Saugatuck Township Board Move To Wait On Medical Marijuana Decision Until After November Election Raises Concerns For Local Operators/Businesses
Under the pressure of public inquiry, including concerns about lack of transparency, the Saugatuck Township Board decided earlier this month to ask its planning commission to re-open the public hearing on medical marijuana regulation as well as definitively answer the question as to why planners—already having drafted language to “opt-in”—decided to wait until after the Nov. 6 election to review and decide on a proposed ordinance.
The election comes with a ballot initiative to legalize recreational use of pot which, if approved by the majority of Michigan voters, will open the door for retail licenses.
Last week the Douglas City Council voted to opt-in and allow for medical facilities in certain zoning districts and very limited areas.
The Saugatuck City Planning Commission, in contrast, has recommended opting-out, but Saugatuck City Council members say they still want to further understand and discuss the issue.
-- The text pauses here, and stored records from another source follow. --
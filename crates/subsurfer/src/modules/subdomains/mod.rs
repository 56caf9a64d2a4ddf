pub mod abuseipdb;
pub mod anubisdb;
pub mod bufferover;
pub mod crtsh;
pub mod digitorus;
pub mod hackertarget;
pub mod merklemap;
pub mod urlscan;
pub mod web_archive;

use super::{Module, ModuleKind};
use crate::model::{AdapterResult, Domain, HostnameSet};
use crate::Result;
use async_trait::async_trait;

/// A discovery source. `enumerate` may fail any way it likes; `scan` is the
/// boundary seen by the orchestrator and never fails.
#[async_trait]
pub trait SubdomainModule: Module + Send + Sync {
    fn kind(&self) -> ModuleKind {
        ModuleKind::Passive
    }

    async fn enumerate(&self, domain: &Domain) -> Result<Vec<String>>;

    async fn scan(&self, domain: &Domain) -> AdapterResult {
        match self.enumerate(domain).await {
            Ok(candidates) => AdapterResult::Found {
                module: self.name(),
                hostnames: HostnameSet::from_candidates(domain, candidates),
            },
            Err(err) => AdapterResult::Failed {
                module: self.name(),
                reason: err.to_string(),
            },
        }
    }
}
To date, the Saugatuck Township Planning Commission has not re-opened that public discussion, but has communicated, via Saugatuck Township Zoning Administrator Steve Kushion, that it will continue to adhere to its position: “wait and see how the public votes on the ballot proposal.”
“By having the township wait to regulate it, that prevents any local operators from establishing their market now and grow their market,” Kalamazoo-based attorney Devin Loker, who specializes in the field, told The Local Observer.
If the recreational initiative passes, applicants who don’t already possess a medical marijuana license before the November election will not be eligible for a recreational license for two years, says Loker.
Furthermore, this gives an unfair advantage to those businesses which are not local but already possess a license and gotten that license from a municipality that has opted-in and passed regulations before the November election, noted Loker.
Saugatuck Township officials have also responded to the public scrutiny by hosting a Facebook poll asking residents to vote up or down the idea of having medical marijuana facilities in the township.
Local resident Tammy Jacobi, who is a licensed caregiver in the State of Michigan and helps folks get medical cards, spoke at the July 11 board meeting, questioning the township’s logic in postponing a decision and citing detrimental effects on local prospective businesses.
She wants to reopen her provisioning center, Good Intentions, which she closed seven years ago.
Also, Jacobi, like Cindy Osman—a local taxpayer spearheading a Nov. 6 recall initiative to vote out four of the five township board members—brought up concerns about the township’s failure to properly notice agendas and cancellations related to medical marijuana discussions and decisions. Township officials have denied any improprieties.
Although the planning commission has drafted language to “opt-in”— as allowed by the 2008 Michigan Medical Marijuana Act—and regulate medical pot by limiting provisioning centers to certain commercial zoning districts, the commission voted 4-1, at its June 25 meeting to wait after the election to make a final decision.
In a July 23 memo to the board, Saugatuck Township Zoning Administrator Steve Kushion, writes, in part, “The Board believed it was wise to wait and see how the public votes on the ballot proposal regarding the legalization of Marijuana, as well as giving both the City of Saugatuck and Douglas time to finish their public hearings regarding Medical Marijuana.
“The Board felt that there was no reason to rush into a public hearing for an ordinance that might have to be immediately amended after the election.”
Jacobi, who has been providing information to the planning commission and the township board for over a year regarding her plans, responded by noting, in part, “The township’s decision to ‘wait and see’ how the public votes for recreational marijuana use and how surrounding communities handle medical marijuana is an embarrassment.
“The planning commission has stated they may have to ‘immediately amend’ their ordinance should the Michigan recreational sales vote pass, but recreational sales won’t go into effect immediately and aren’t expected to go into effect until sometime later in 2019.”